TASK INSTRUCTIONS: An exact copy is needed of the lines from the line holding "pub mod config;" through the final line of the listing below, both included.
· · ·
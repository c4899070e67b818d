mod args;
mod commands;
pub mod config;
mod handlers;
pub mod presentation;

pub use args::{
    BlinkCommand, Cli, Commands, CommerceCommand, MarketCommand, NotificationCommand,
    StakeCommand, SwapCommand,
};
pub use commands::run;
· · ·
WRITTEN REPLY:
pub mod config;
mod handlers;
pub mod presentation;

pub use args::{
    BlinkCommand, Cli, Commands, CommerceCommand, MarketCommand, NotificationCommand,
    StakeCommand, SwapCommand,
};
pub use commands::run;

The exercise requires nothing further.